Controlling the tank fill:
A float switch in the tank, with a fairly small range to keep the tank full, will control the pump. Since the pump is probably 230 Volts, a relay operated by the switch will connect and disconnect both poles. The relay can be mounted in the pump control box if you have one and if there is room for a small relay. If there is not room for the relay, it can be mounted in a 4x4 box at a convenient place in the line to the pump.

The pump should be checked to be sure it will withstand discharge through an open pipe, or a valve should be added to throttle it a bit. Some of the pumps overload the bearings if there is no back pressure.

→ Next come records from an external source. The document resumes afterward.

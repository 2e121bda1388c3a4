use thiserror::Error;

/// Fatal configuration errors raised while building a [`crate::Schema`].
#[derive(Debug, Error)]
pub enum SchemaError {
    #[error("schema declares no fields")]
    NoFields,

    #[error("duplicate field position {0}")]
    DuplicatePosition(u32),

    #[error("field position {position} out of range: schema declares {count} fields")]
    PositionOutOfRange { position: u32, count: usize },

    #[error("duplicate field name '{0}'")]
    DuplicateName(String),

    #[error("schema requires exactly one {kind} field, found {found}")]
    WrongCardinality { kind: &'static str, found: usize },

    #[error("schema allows at most one authors field, found {0}")]
    TooManyAuthors(usize),

    #[error("field '{field}': required field '{required}' is not declared")]
    UnknownRequiredField { field: String, required: String },

    #[error(
        "field '{field}': required field '{required}' must be declared at an earlier position"
    )]
    ForwardRequirement { field: String, required: String },

    #[error("field '{field}': min_score {value} outside [0, 1]")]
    InvalidMinScore { field: String, value: f32 },

    #[error("field '{field}': capture group must be >= 1")]
    InvalidCaptureGroup { field: String },

    #[error("field '{field}': invalid pattern: {source}")]
    InvalidPattern {
        field: String,
        #[source]
        source: regex::Error,
    },

    #[error("schema has no comparable field besides id, database and the indexed field")]
    NoComparableField,

    #[error("score tier table is empty")]
    EmptyTiers,

    #[error("duplicate score tier with min_similarity {0}")]
    DuplicateTier(f32),

    #[error("score tier min_similarity {0} outside [0, 1]")]
    InvalidTierSimilarity(f32),
}

/// Per-record input failures. One bad record never poisons the schema or the
/// engine; the caller chooses whether to skip it or abort the batch.
#[derive(Debug, Error)]
pub enum RecordError {
    #[error("record has {found} columns but the schema needs {needed}")]
    MissingColumns { found: usize, needed: usize },

    #[error("record field '{0}' is empty")]
    EmptyField(String),
}
//! # Record retrieval index
//!
//! A small full-text index over the normalized value of one schema field.
//! Field values are tokenized into fixed-size character n-grams, posting
//! lists map each gram to the documents containing it, and a query returns
//! the top-K documents ranked by term overlap with the query string.
//!
//! The ranking is a retrieval relevance score, not a true similarity: a
//! candidate sharing many grams with the query may still be a poor match
//! once the matching engine computes real field similarity. Callers must
//! treat the order as a hint, never as monotonic in match quality.
//!
//! ## Backends
//!
//! Storage sits behind the [`IndexBackend`] trait so the posting-list
//! representation can be swapped; [`MemoryBackend`] is the in-process
//! implementation used by both production batch runs and tests.
//!
//! ## Example
//!
//! ```
//! use index::{Document, RecordIndex};
//!
//! let index = RecordIndex::in_memory();
//!
//! let mut doc = Document::new();
//! doc.push_field("id", vec!["1".into()], "1");
//! doc.push_field("title", vec!["machinelearning".into()], "Machine Learning");
//! index.insert("machinelearning", doc).unwrap();
//!
//! let hits = index.search("machinelearning", 10).unwrap();
//! assert_eq!(hits.len(), 1);
//! assert_eq!(hits[0].doc.first_value("id"), Some("1"));
//! ```

mod backend;
mod document;
mod query;

pub use crate::backend::{IndexBackend, MemoryBackend};
pub use crate::document::Document;
pub use crate::query::SearchHit;

use std::sync::atomic::{AtomicU64, Ordering};
use std::sync::Arc;

use thiserror::Error;

/// Fixed character n-gram size used by the tokenizer.
pub const GRAM_SIZE: usize = 3;

/// Errors raised by index storage or lookup.
#[derive(Debug, Error)]
pub enum IndexError {
    #[error("backend failure: {0}")]
    Backend(String),

    #[error("cannot index an empty value")]
    EmptyValue,
}

impl IndexError {
    pub fn backend(msg: impl Into<String>) -> Self {
        IndexError::Backend(msg.into())
    }
}

/// Tokenize a normalized value into overlapping character n-grams.
///
/// Values shorter than [`GRAM_SIZE`] become a single whole-value term so
/// short identifiers remain retrievable.
pub fn tokenize(text: &str) -> Vec<String> {
    let chars: Vec<char> = text.chars().collect();
    if chars.is_empty() {
        return Vec::new();
    }
    if chars.len() < GRAM_SIZE {
        return vec![text.to_string()];
    }

    let mut seen = hashbrown::HashSet::with_capacity(chars.len());
    let mut grams: Vec<String> = Vec::with_capacity(chars.len() - GRAM_SIZE + 1);
    for window in chars.windows(GRAM_SIZE) {
        let gram: String = window.iter().collect();
        if seen.insert(gram.clone()) {
            grams.push(gram);
        }
    }
    grams
}

/// Retrieval index over one field of a record corpus.
pub struct RecordIndex {
    backend: Box<dyn IndexBackend>,
    next_id: AtomicU64,
}

impl RecordIndex {
    /// Index backed by in-process posting lists.
    pub fn in_memory() -> Self {
        Self::with_backend(Box::new(MemoryBackend::new()))
    }

    /// Index over a caller-provided backend.
    pub fn with_backend(backend: Box<dyn IndexBackend>) -> Self {
        Self {
            backend,
            next_id: AtomicU64::new(0),
        }
    }

    /// Store a document under the n-grams of its indexed-field text.
    /// Returns the internal document id.
    pub fn insert(&self, indexed_text: &str, doc: Document) -> Result<u64, IndexError> {
        let terms = tokenize(indexed_text);
        if terms.is_empty() {
            return Err(IndexError::EmptyValue);
        }
        let doc_id = self.next_id.fetch_add(1, Ordering::Relaxed);
        self.backend.insert(doc_id, &terms, Arc::new(doc))?;
        log::debug!("indexed doc {doc_id} under {} grams", terms.len());
        Ok(doc_id)
    }

    /// Number of stored documents.
    pub fn len(&self) -> usize {
        self.backend.len()
    }

    pub fn is_empty(&self) -> bool {
        self.backend.len() == 0
    }
}

#[cfg(test)]
mod tests {
    use super::*;

    #[test]
    fn tokenize_produces_overlapping_trigrams() {
        assert_eq!(tokenize("abcde"), vec!["abc", "bcd", "cde"]);
    }

    #[test]
    fn tokenize_deduplicates_repeated_grams() {
        assert_eq!(tokenize("ababab"), vec!["aba", "bab"]);
    }

    #[test]
    fn short_values_become_a_single_term() {
        assert_eq!(tokenize("ab"), vec!["ab"]);
        assert_eq!(tokenize("a"), vec!["a"]);
        assert!(tokenize("").is_empty());
    }

    #[test]
    fn tokenize_counts_characters_not_bytes() {
        assert_eq!(tokenize("héllo").len(), 3);
    }

    #[test]
    fn inserting_an_empty_value_is_an_error() {
        let index = RecordIndex::in_memory();
        let err = index
            .insert("", Document::new())
            .expect_err("empty indexed text");
        assert!(matches!(err, IndexError::EmptyValue));
        assert!(index.is_empty());
    }

    #[test]
    fn insert_assigns_increasing_ids() {
        let index = RecordIndex::in_memory();
        let first = index.insert("abcdef", Document::new()).expect("insert");
        let second = index.insert("abcdef", Document::new()).expect("insert");
        assert!(second > first);
        assert_eq!(index.len(), 2);
    }
}
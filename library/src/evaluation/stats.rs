use std::sync::atomic::{AtomicU64, Ordering};
use std::time::Duration;

use serde::Serialize;

/// Invocation counters of one node, accumulated over the executor's lifetime.
#[derive(Serialize, Debug, Clone, Copy, PartialEq, Eq, Default)]
pub struct NodeStats {
    /// Calls into the node's function. Cache hits are not counted.
    pub calls: u64,
    pub invalidations: u64,
    pub total_time: Duration,
}

#[derive(Debug, Default)]
struct Counters {
    calls: AtomicU64,
    invalidations: AtomicU64,
    nanos: AtomicU64,
}

/// Lock-free per-node counters, indexed like the graph's nodes.
#[derive(Debug)]
pub(crate) struct StatsTable {
    counters: Vec<Counters>,
}

impl StatsTable {
    pub(crate) fn new(nodes: usize) -> Self {
        Self {
            counters: (0..nodes).map(|_| Counters::default()).collect(),
        }
    }

    pub(crate) fn record(&self, node: usize, elapsed: Duration, invalidated: bool) {
        let Some(c) = self.counters.get(node) else {
            return;
        };
        c.calls.fetch_add(1, Ordering::Relaxed);
        if invalidated {
            c.invalidations.fetch_add(1, Ordering::Relaxed);
        }
        let nanos = u64::try_from(elapsed.as_nanos()).unwrap_or(u64::MAX);
        c.nanos.fetch_add(nanos, Ordering::Relaxed);
    }

    pub(crate) fn get(&self, node: usize) -> NodeStats {
        self.counters
            .get(node)
            .map(|c| NodeStats {
                calls: c.calls.load(Ordering::Relaxed),
                invalidations: c.invalidations.load(Ordering::Relaxed),
                total_time: Duration::from_nanos(c.nanos.load(Ordering::Relaxed)),
            })
            .unwrap_or_default()
    }

    pub(crate) fn reset(&self) {
        for c in &self.counters {
            c.calls.store(0, Ordering::Relaxed);
            c.invalidations.store(0, Ordering::Relaxed);
            c.nanos.store(0, Ordering::Relaxed);
        }
    }
}

#[cfg(test)]
mod tests {
    use super::*;

    #[test]
    fn test_record_and_reset() {
        let table = StatsTable::new(2);
        table.record(1, Duration::from_millis(3), false);
        table.record(1, Duration::from_millis(2), true);
        let stats = table.get(1);
        assert_eq!(stats.calls, 2);
        assert_eq!(stats.invalidations, 1);
        assert_eq!(stats.total_time, Duration::from_millis(5));
        assert_eq!(table.get(0), NodeStats::default());

        table.reset();
        assert_eq!(table.get(1).calls, 0);
        // Out of range indices are ignored.
        table.record(7, Duration::ZERO, false);
        assert_eq!(table.get(7), NodeStats::default());
    }
}
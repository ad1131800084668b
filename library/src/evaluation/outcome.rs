use std::sync::Arc;

use serde::Serialize;
use uuid::Uuid;

use crate::model::Value;

/// What one node, and therefore one requested capability, produced for a point.
#[derive(Serialize, Clone, Debug, PartialEq)]
#[serde(rename_all = "snake_case")]
pub enum CapabilityOutcome {
    Value(Arc<Value>),
    /// The point is physically disallowed. `origin` is the node that said so.
    Invalidated { reason: String, origin: String },
    /// A loop aborted under [`AbortPolicy::Error`](crate::node::AbortPolicy::Error).
    Error { diagnostic: String },
}

impl CapabilityOutcome {
    pub fn value(&self) -> Option<&Value> {
        match self {
            CapabilityOutcome::Value(v) => Some(v.as_ref()),
            _ => None,
        }
    }

    pub fn is_value(&self) -> bool {
        matches!(self, CapabilityOutcome::Value(_))
    }

    pub fn is_invalidated(&self) -> bool {
        matches!(self, CapabilityOutcome::Invalidated { .. })
    }

    pub fn is_error(&self) -> bool {
        matches!(self, CapabilityOutcome::Error { .. })
    }
}

/// Per requested capability outcomes of one parameter point, in request order.
#[derive(Serialize, Clone, Debug, PartialEq)]
pub struct PointResults {
    pub point: Uuid,
    pub model: String,
    pub outcomes: Vec<(String, CapabilityOutcome)>,
}

impl PointResults {
    pub fn get(&self, capability: &str) -> Option<&CapabilityOutcome> {
        self.outcomes
            .iter()
            .find(|(c, _)| c == capability)
            .map(|(_, o)| o)
    }

    pub fn value(&self, capability: &str) -> Option<&Value> {
        self.get(capability).and_then(CapabilityOutcome::value)
    }

    /// True if every requested capability produced a value.
    pub fn is_valid(&self) -> bool {
        self.outcomes.iter().all(|(_, o)| o.is_value())
    }
}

Some people discharge the well pump into a pressure tank and use a float valve in the 1500 gallon tank to control the level. That is an unnecessary complication. If you already have a pressure tank, use it for the new pump.

Protecting against a dry tank:
A "close on high" float switch near the bottom of the tank, connected in series with the pressure switch to the coil of a relay, will protect the pump from a dry tank. If you get a power rated switch such as is used with a sump pump, and if the pump motor is connected for 115 Volts, you can dispense with the relay and connect the hot line to the pump in series with the pressure switch. Those switches often come with a special plug that you plug into the wall, and then plug the pump into that plug.

You can order pressure switches with long enough cords that you shouldn't have to splice them.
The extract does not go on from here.